>>

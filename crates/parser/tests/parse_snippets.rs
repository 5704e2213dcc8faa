use gosyntax::ast::TopLevelDecl;
use gosyntax::parse_file;

/// Parses `src` and returns the number of (gen, func) top-level declarations.
fn assert_parses(src: &str) -> (usize, usize) {
    let (arena, file) = match parse_file(src) {
        Ok(parsed) => parsed,
        Err(f) => panic!("expected parse ok, got diagnostics: {:#?}", f.diags),
    };
    let decls = arena.top_decls(file.decls);
    let funcs = decls
        .iter()
        .filter(|d| matches!(d, TopLevelDecl::Func(_)))
        .count();
    (decls.len() - funcs, funcs)
}

#[test]
fn parses_imports_and_decls() {
    let counts = assert_parses(
        r#"
package main

import (
    "fmt"
    . "math"
    _ "net/http"
)

const (
    A = 1
    B int = 2
)

var (
    x = 1
    y, z int
)

type (
    T = int
    U[T any] struct { F T }
    V interface {
        M(x int) int
        ~int | ~string
    }
)

func main() {
    fmt.Println(Sqrt(4))
}
"#,
    );
    assert_eq!(counts, (3, 1));
}

#[test]
fn parses_statements() {
    let counts = assert_parses(
        r#"
package p

func f(x int) int {
    if x < 0 { return -x }
    for i := 0; i < 10; i++ {
        if i == 5 { break }
        continue
    }
    for range []int{1,2,3} {
    }
    switch x {
    case 0, 1:
        x++
    default:
        x = 3
    }
    select {
    case ch <- x:
        return x
    default:
        return 0
    }
}
"#,
    );
    assert_eq!(counts, (0, 1));
}

#[test]
fn parses_expressions() {
    let counts = assert_parses(
        r#"
package p

func f(a, b, c int, ch chan<- int) {
    _ = a + b*c - (a<<2)
    _ = a == b || a < c && b <= c
    _ = &a
    _ = <-ch
    _ = []int{1,2,3}[0]
    _ = []int{1,2,3}[1:]
    _ = []int{1,2,3}[:2]
    _ = []int{1,2,3}[0:2:3]
    _ = map[string]int{"a":1, "b":2}["a"]
    _ = f(a, b, c)
    _ = f(a, b, c...)
}
"#,
    );
    assert_eq!(counts, (0, 1));
}
//! Parses a directory into a [`Package`] whose top-level names are resolvable.

use std::collections::hash_map::Entry;
use std::collections::HashMap;
use std::fs;
use std::path::{Path, PathBuf};

use gosyntax::ast::{
    AstArena, FuncDeclId, GenDeclId, GenDeclKind, IdentName, SignatureId, SourceFile, Span, Spec,
    TopLevelDecl, Type, TypeId, TypeSpec, ValueSpec,
};
use gosyntax::Diag;

use crate::build::BuildContext;
use crate::error::{Error, Result};

/// A top-level declaration, as bound in a package scope.
#[derive(Debug, Clone, Copy)]
pub enum Decl {
    Func {
        func: FuncDeclId,
        file: usize,
    },
    Type {
        spec: TypeSpec,
        kind: TypeKind,
        file: usize,
    },
    Var {
        spec: ValueSpec,
        decl: GenDeclId,
        file: usize,
    },
    Const {
        spec: ValueSpec,
        file: usize,
    },
}

#[derive(Debug, Clone, Copy, PartialEq, Eq)]
pub enum TypeKind {
    Struct,
    Interface,
    Alias,
    Other,
}

/// A method, indexed by receiver type name and method name.
#[derive(Debug, Clone, Copy)]
pub struct MethodDecl {
    pub func: FuncDeclId,
    pub sig: SignatureId,
    pub pointer: bool,
    pub file: usize,
}

#[derive(Debug)]
pub struct LoadedFile {
    pub path: PathBuf,
    pub src: String,
    pub ast: SourceFile,
}

#[derive(Debug)]
pub struct Package {
    pub name: String,
    pub dir: PathBuf,
    pub arena: AstArena,
    pub files: Vec<LoadedFile>,
    scope: HashMap<String, Decl>,
    methods: HashMap<(String, String), MethodDecl>,
}

impl Package {
    #[inline]
    pub fn lookup(&self, name: &str) -> Option<Decl> {
        self.scope.get(name).copied()
    }

    /// Function (not method) named `name`.
    pub fn function(&self, name: &str) -> Option<FuncDeclId> {
        match self.lookup(name)? {
            Decl::Func { func, .. } => Some(func),
            _ => None,
        }
    }

    pub fn type_spec(&self, name: &str) -> Option<TypeSpec> {
        match self.lookup(name)? {
            Decl::Type { spec, .. } => Some(spec),
            _ => None,
        }
    }

    /// Method `method` declared with receiver `T` or `*T` where `T` is
    /// `type_name`.
    #[inline]
    pub fn method(&self, type_name: &str, method: &str) -> Option<MethodDecl> {
        self.methods
            .get(&(type_name.to_owned(), method.to_owned()))
            .copied()
    }

    /// Index of the file that owns a type node.
    pub fn file_of_type(&self, id: TypeId) -> Option<usize> {
        self.files.iter().position(|f| f.ast.types.contains(id))
    }

    #[inline]
    pub fn text(&self, name: IdentName) -> &str {
        self.arena.name(name.sym)
    }

    /// Source text of a type node, as written.
    pub fn spell(&self, id: TypeId) -> String {
        match self.file_of_type(id) {
            Some(file) => {
                let range = self.arena.types.span(id).range();
                self.files[file].src.get(range).unwrap_or("?").to_owned()
            }
            None => "?".to_owned(),
        }
    }
}

/// Loads the package `name` from `dir`. `_test.go` files are included, so
/// tables declared in tests resolve alongside the code they exercise. A name
/// declared twice is an error.
pub fn parse(dir: &Path, name: &str, build: &BuildContext) -> Result<Package> {
    load_dir(dir, Mode::Analysed { name }, build)
}

/// Loads an imported package. Its name is `hint` (the last element of the
/// import path) when a file declares that package, else the first file's.
/// Redeclarations keep the first binding.
pub fn load_import(dir: &Path, hint: &str, build: &BuildContext) -> Result<Package> {
    load_dir(dir, Mode::Imported { hint }, build)
}

#[derive(Debug, Clone, Copy)]
enum Mode<'a> {
    Analysed { name: &'a str },
    Imported { hint: &'a str },
}

impl Mode<'_> {
    fn strict(self) -> bool {
        matches!(self, Mode::Analysed { .. })
    }
}

fn go_files(dir: &Path, include_tests: bool, build: &BuildContext) -> Result<Vec<PathBuf>> {
    let entries = fs::read_dir(dir).map_err(|e| Error::io(dir, e))?;
    let mut paths = Vec::new();
    for entry in entries {
        let path = entry.map_err(|e| Error::io(dir, e))?.path();
        let Some(file_name) = path.file_name().and_then(|n| n.to_str()) else {
            continue;
        };
        if !file_name.ends_with(".go") || file_name.starts_with(['.', '_']) {
            continue;
        }
        if !include_tests && file_name.ends_with("_test.go") {
            continue;
        }
        if !build.matches_file_name(file_name) {
            tracing::trace!(target: "gotab::loader", file = file_name, "excluded by file name");
            continue;
        }
        if path.is_file() {
            paths.push(path);
        }
    }
    paths.sort();
    Ok(paths)
}

fn load_dir(dir: &Path, mode: Mode<'_>, build: &BuildContext) -> Result<Package> {
    let mut arena = AstArena::new();
    let mut parsed = Vec::new();

    for path in go_files(dir, mode.strict(), build)? {
        let src = fs::read_to_string(&path).map_err(|e| Error::io(&path, e))?;
        if !build.matches_source(&src) {
            tracing::trace!(
                target: "gotab::loader",
                file = %path.display(),
                "excluded by build constraint"
            );
            continue;
        }
        let ast = gosyntax::parse_file_into(&mut arena, &src).map_err(|failure| {
            let diag = failure
                .diags
                .into_iter()
                .next()
                .unwrap_or_else(|| Diag::parse(Span::default(), "malformed source"));
            Error::syntax(&path, &src, diag)
        })?;
        parsed.push(LoadedFile { path, src, ast });
    }

    let name = match mode {
        Mode::Analysed { name } => Some(name.to_owned()),
        Mode::Imported { hint } => {
            let declared = |f: &LoadedFile| arena.name(f.ast.name.sym);
            parsed
                .iter()
                .find(|f| declared(*f) == hint)
                .or_else(|| parsed.first())
                .map(|f| declared(f).to_owned())
        }
    };

    let mut files = Vec::with_capacity(parsed.len());
    if let Some(name) = &name {
        for file in parsed {
            let file_pkg = arena.name(file.ast.name.sym);
            if file_pkg != name.as_str() {
                tracing::trace!(
                    target: "gotab::loader",
                    file = %file.path.display(),
                    package = file_pkg,
                    "skipping file of another package"
                );
                continue;
            }
            files.push(file);
        }
    }

    let Some(name) = name.filter(|_| !files.is_empty()) else {
        let package = match mode {
            Mode::Analysed { name } => name,
            Mode::Imported { hint } => hint,
        };
        return Err(Error::PackageNotFound {
            package: package.to_owned(),
            dir: dir.to_path_buf(),
        });
    };

    let mut pkg = Package {
        name,
        dir: dir.to_path_buf(),
        arena,
        files: Vec::with_capacity(files.len()),
        scope: HashMap::new(),
        methods: HashMap::new(),
    };

    let strict = mode.strict();
    for (index, file) in files.into_iter().enumerate() {
        let ast = file.ast;
        pkg.files.push(file);
        bind_file(&mut pkg, index, &ast, strict).map_err(|diag| {
            let file = &pkg.files[index];
            Error::syntax(&file.path, &file.src, diag)
        })?;
    }

    tracing::debug!(
        target: "gotab::loader",
        package = %pkg.name,
        dir = %dir.display(),
        files = pkg.files.len(),
        names = pkg.scope.len(),
        methods = pkg.methods.len(),
        "package loaded"
    );

    Ok(pkg)
}

/// Binds every top-level name of one file. A name bound twice is an error
/// when `strict`; otherwise the first binding stays.
fn bind_file(
    pkg: &mut Package,
    file: usize,
    ast: &SourceFile,
    strict: bool,
) -> std::result::Result<(), Diag> {
    let decls = pkg.arena.top_decls(ast.decls).to_vec();
    for decl in decls {
        match decl {
            TopLevelDecl::Func(func) => bind_func(pkg, file, func, strict)?,
            TopLevelDecl::Gen(id) => {
                let gen_decl = pkg.arena.gen_decls[id];
                let specs = pkg.arena.specs_list(gen_decl.specs).to_vec();
                for spec in specs {
                    match spec {
                        Spec::Type(spec) => {
                            let kind = type_kind(&pkg.arena, spec);
                            bind(pkg, spec.name, Decl::Type { spec, kind, file }, strict)?;
                        }
                        Spec::Value(spec) => {
                            let names = pkg.arena.ident_names(spec.names).to_vec();
                            for name in names {
                                let decl = match gen_decl.kind {
                                    GenDeclKind::Const => Decl::Const { spec, file },
                                    _ => Decl::Var {
                                        spec,
                                        decl: id,
                                        file,
                                    },
                                };
                                bind(pkg, name, decl, strict)?;
                            }
                        }
                    }
                }
            }
        }
    }
    Ok(())
}

fn bind_func(
    pkg: &mut Package,
    file: usize,
    func: FuncDeclId,
    strict: bool,
) -> std::result::Result<(), Diag> {
    let decl = pkg.arena.funcs[func];
    let Some(recv) = decl.recv else {
        if pkg.text(decl.name) == "init" {
            return Ok(());
        }
        return bind(pkg, decl.name, Decl::Func { func, file }, strict);
    };

    let Some((type_name, pointer)) = receiver_type_name(&pkg.arena, recv.typ) else {
        return Err(Diag::parse(
            pkg.arena.types.span(recv.typ),
            "invalid receiver type",
        ));
    };
    let method = pkg.text(decl.name).to_owned();
    if method == "_" {
        return Ok(());
    }

    let entry = MethodDecl {
        func,
        sig: decl.signature,
        pointer,
        file,
    };
    match pkg.methods.entry((type_name.clone(), method)) {
        Entry::Occupied(slot) if !strict => {
            redeclared(&slot.key().1);
            Ok(())
        }
        Entry::Occupied(_) => Err(Diag::parse(
            decl.name.pos,
            format!("method {type_name}.{} already declared", pkg.arena.name(decl.name.sym)),
        )),
        Entry::Vacant(slot) => {
            slot.insert(entry);
            Ok(())
        }
    }
}

fn bind(
    pkg: &mut Package,
    name: IdentName,
    decl: Decl,
    strict: bool,
) -> std::result::Result<(), Diag> {
    let text = pkg.text(name).to_owned();
    if text == "_" {
        return Ok(());
    }
    match pkg.scope.entry(text) {
        Entry::Occupied(slot) if !strict => {
            redeclared(slot.key());
            Ok(())
        }
        Entry::Occupied(slot) => Err(Diag::parse(
            name.pos,
            format!("{} redeclared in this block", slot.key()),
        )),
        Entry::Vacant(slot) => {
            slot.insert(decl);
            Ok(())
        }
    }
}

fn redeclared(name: &str) {
    tracing::trace!(target: "gotab::loader", name, "redeclaration in imported package, first kept");
}

/// `T`, `*T`, `(T)`, `T[P]` and `*T[P]` all name the receiver type `T`.
pub fn receiver_type_name(arena: &AstArena, mut typ: TypeId) -> Option<(String, bool)> {
    let mut pointer = false;
    loop {
        match arena.types[typ] {
            Type::Paren { typ: inner } => typ = inner,
            Type::Pointer { elem, .. } if !pointer => {
                pointer = true;
                typ = elem;
            }
            Type::Named {
                pkg: None, name, ..
            } => return Some((arena.name(name.sym).to_owned(), pointer)),
            _ => return None,
        }
    }
}

fn type_kind(arena: &AstArena, spec: TypeSpec) -> TypeKind {
    if spec.alias {
        return TypeKind::Alias;
    }
    match arena.types[spec.typ] {
        Type::Struct { .. } => TypeKind::Struct,
        Type::Interface { .. } => TypeKind::Interface,
        _ => TypeKind::Other,
    }
}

<<

- [AIM OF THE EXERCISE] Working through the data above, find every line holding "HashMap" and copy it.

- [OUTPUT BELOW]
use std::collections::HashMap;
    scope: HashMap<String, Decl>,
    methods: HashMap<(String, String), MethodDecl>,
        scope: HashMap::new(),
        methods: HashMap::new(),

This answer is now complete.